═══ Task inputs ═══

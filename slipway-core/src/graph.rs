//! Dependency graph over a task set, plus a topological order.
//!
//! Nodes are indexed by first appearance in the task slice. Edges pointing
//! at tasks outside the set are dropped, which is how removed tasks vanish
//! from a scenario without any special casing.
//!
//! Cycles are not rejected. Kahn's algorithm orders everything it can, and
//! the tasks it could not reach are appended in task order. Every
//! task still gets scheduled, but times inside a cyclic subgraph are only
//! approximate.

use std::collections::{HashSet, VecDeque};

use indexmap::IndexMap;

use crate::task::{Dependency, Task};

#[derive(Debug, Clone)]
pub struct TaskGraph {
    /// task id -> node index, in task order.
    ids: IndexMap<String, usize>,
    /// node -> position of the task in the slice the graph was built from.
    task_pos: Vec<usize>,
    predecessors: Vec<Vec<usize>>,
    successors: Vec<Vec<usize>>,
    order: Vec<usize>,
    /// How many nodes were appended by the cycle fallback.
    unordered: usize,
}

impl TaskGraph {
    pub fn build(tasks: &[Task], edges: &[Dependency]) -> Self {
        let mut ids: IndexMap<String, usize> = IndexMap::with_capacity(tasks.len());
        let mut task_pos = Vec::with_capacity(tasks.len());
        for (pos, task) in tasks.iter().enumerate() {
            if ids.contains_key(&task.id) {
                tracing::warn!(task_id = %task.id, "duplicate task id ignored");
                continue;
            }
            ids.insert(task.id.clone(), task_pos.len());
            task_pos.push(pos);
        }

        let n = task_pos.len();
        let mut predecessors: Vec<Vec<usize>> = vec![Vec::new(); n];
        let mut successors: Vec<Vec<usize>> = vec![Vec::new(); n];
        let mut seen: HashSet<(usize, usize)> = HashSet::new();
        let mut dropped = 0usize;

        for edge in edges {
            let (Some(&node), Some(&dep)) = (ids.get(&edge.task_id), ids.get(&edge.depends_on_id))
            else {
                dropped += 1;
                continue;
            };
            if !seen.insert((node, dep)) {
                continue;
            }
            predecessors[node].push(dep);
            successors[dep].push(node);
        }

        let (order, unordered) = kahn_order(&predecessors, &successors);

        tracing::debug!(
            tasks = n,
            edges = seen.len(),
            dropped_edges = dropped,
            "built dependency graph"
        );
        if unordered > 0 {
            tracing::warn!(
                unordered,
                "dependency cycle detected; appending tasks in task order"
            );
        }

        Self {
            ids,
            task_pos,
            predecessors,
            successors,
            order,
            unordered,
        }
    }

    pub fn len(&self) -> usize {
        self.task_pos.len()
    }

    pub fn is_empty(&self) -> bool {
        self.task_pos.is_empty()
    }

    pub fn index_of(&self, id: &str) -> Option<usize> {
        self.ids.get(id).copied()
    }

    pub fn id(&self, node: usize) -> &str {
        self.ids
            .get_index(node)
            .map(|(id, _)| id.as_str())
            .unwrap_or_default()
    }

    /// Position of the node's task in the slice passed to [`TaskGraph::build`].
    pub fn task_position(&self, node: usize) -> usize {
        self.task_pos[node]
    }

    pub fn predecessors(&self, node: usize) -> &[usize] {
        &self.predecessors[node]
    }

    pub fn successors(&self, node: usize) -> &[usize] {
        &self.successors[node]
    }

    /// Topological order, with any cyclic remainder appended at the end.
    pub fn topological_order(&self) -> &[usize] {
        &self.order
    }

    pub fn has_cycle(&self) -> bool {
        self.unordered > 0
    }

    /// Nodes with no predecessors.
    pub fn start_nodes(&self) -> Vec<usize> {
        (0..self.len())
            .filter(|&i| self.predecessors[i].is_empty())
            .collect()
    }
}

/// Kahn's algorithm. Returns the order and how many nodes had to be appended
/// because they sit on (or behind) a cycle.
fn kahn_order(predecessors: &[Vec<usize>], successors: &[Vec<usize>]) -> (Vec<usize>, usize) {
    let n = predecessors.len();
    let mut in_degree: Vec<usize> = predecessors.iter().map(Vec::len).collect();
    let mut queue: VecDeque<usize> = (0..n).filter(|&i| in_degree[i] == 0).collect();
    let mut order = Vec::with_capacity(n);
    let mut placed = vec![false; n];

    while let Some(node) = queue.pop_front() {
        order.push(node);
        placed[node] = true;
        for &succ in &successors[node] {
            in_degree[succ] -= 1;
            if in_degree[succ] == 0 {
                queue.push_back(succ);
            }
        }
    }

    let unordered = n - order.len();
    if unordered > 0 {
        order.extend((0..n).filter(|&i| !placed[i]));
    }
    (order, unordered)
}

═══

What you have to do:
Each line of the data is to be output exactly, with none skipped.

Task result:
filename slipway-core/src/graph.rs
//! Dependency graph over a task set, plus a topological order.
//!
//! Nodes are indexed by first appearance in the task slice. Edges pointing
//! at tasks outside the set are dropped, which is how removed tasks vanish
//! from a scenario without any special casing.
//!
//! Cycles are not rejected. Kahn's algorithm orders everything it can, and
//! the tasks it could not reach are appended in task order. Every
//! task still gets scheduled, but times inside a cyclic subgraph are only
//! approximate.

use std::collections::{HashSet, VecDeque};

use indexmap::IndexMap;

use crate::task::{Dependency, Task};

#[derive(Debug, Clone)]
pub struct TaskGraph {
    /// task id -> node index, in task order.
    ids: IndexMap<String, usize>,
    /// node -> position of the task in the slice the graph was built from.
    task_pos: Vec<usize>,
    predecessors: Vec<Vec<usize>>,
    successors: Vec<Vec<usize>>,
    order: Vec<usize>,
    /// How many nodes were appended by the cycle fallback.
    unordered: usize,
}

impl TaskGraph {
    pub fn build(tasks: &[Task], edges: &[Dependency]) -> Self {
        let mut ids: IndexMap<String, usize> = IndexMap::with_capacity(tasks.len());
        let mut task_pos = Vec::with_capacity(tasks.len());
        for (pos, task) in tasks.iter().enumerate() {
            if ids.contains_key(&task.id) {
                tracing::warn!(task_id = %task.id, "duplicate task id ignored");
                continue;
            }
            ids.insert(task.id.clone(), task_pos.len());
            task_pos.push(pos);
        }

        let n = task_pos.len();
        let mut predecessors: Vec<Vec<usize>> = vec![Vec::new(); n];
        let mut successors: Vec<Vec<usize>> = vec![Vec::new(); n];
        let mut seen: HashSet<(usize, usize)> = HashSet::new();
        let mut dropped = 0usize;

        for edge in edges {
            let (Some(&node), Some(&dep)) = (ids.get(&edge.task_id), ids.get(&edge.depends_on_id))
            else {
                dropped += 1;
                continue;
            };
            if !seen.insert((node, dep)) {
                continue;
            }
            predecessors[node].push(dep);
            successors[dep].push(node);
        }

        let (order, unordered) = kahn_order(&predecessors, &successors);

        tracing::debug!(
            tasks = n,
            edges = seen.len(),
            dropped_edges = dropped,
            "built dependency graph"
        );
        if unordered > 0 {
            tracing::warn!(
                unordered,
                "dependency cycle detected; appending tasks in task order"
            );
        }

        Self {
            ids,
            task_pos,
            predecessors,
            successors,
            order,
            unordered,
        }
    }

    pub fn len(&self) -> usize {
        self.task_pos.len()
    }

    pub fn is_empty(&self) -> bool {
        self.task_pos.is_empty()
    }

    pub fn index_of(&self, id: &str) -> Option<usize> {
        self.ids.get(id).copied()
    }

    pub fn id(&self, node: usize) -> &str {
        self.ids
            .get_index(node)
            .map(|(id, _)| id.as_str())
            .unwrap_or_default()
    }

    /// Position of the node's task in the slice passed to [`TaskGraph::build`].
    pub fn task_position(&self, node: usize) -> usize {
        self.task_pos[node]
    }

    pub fn predecessors(&self, node: usize) -> &[usize] {
        &self.predecessors[node]
    }

    pub fn successors(&self, node: usize) -> &[usize] {
        &self.successors[node]
    }

    /// Topological order, with any cyclic remainder appended at the end.
    pub fn topological_order(&self) -> &[usize] {
        &self.order
    }

    pub fn has_cycle(&self) -> bool {
        self.unordered > 0
    }

    /// Nodes with no predecessors.
    pub fn start_nodes(&self) -> Vec<usize> {
        (0..self.len())
            .filter(|&i| self.predecessors[i].is_empty())
            .collect()
    }
}

/// Kahn's algorithm. Returns the order and how many nodes had to be appended
/// because they sit on (or behind) a cycle.
fn kahn_order(predecessors: &[Vec<usize>], successors: &[Vec<usize>]) -> (Vec<usize>, usize) {
    let n = predecessors.len();
    let mut in_degree: Vec<usize> = predecessors.iter().map(Vec::len).collect();
    let mut queue: VecDeque<usize> = (0..n).filter(|&i| in_degree[i] == 0).collect();
    let mut order = Vec::with_capacity(n);
    let mut placed = vec![false; n];

    while let Some(node) = queue.pop_front() {
        order.push(node);
        placed[node] = true;
        for &succ in &successors[node] {
            in_degree[succ] -= 1;
            if in_degree[succ] == 0 {
                queue.push_back(succ);
            }
        }
    }

    let unordered = n - order.len();
    if unordered > 0 {
        order.extend((0..n).filter(|&i| !placed[i]));
    }
    (order, unordered)
}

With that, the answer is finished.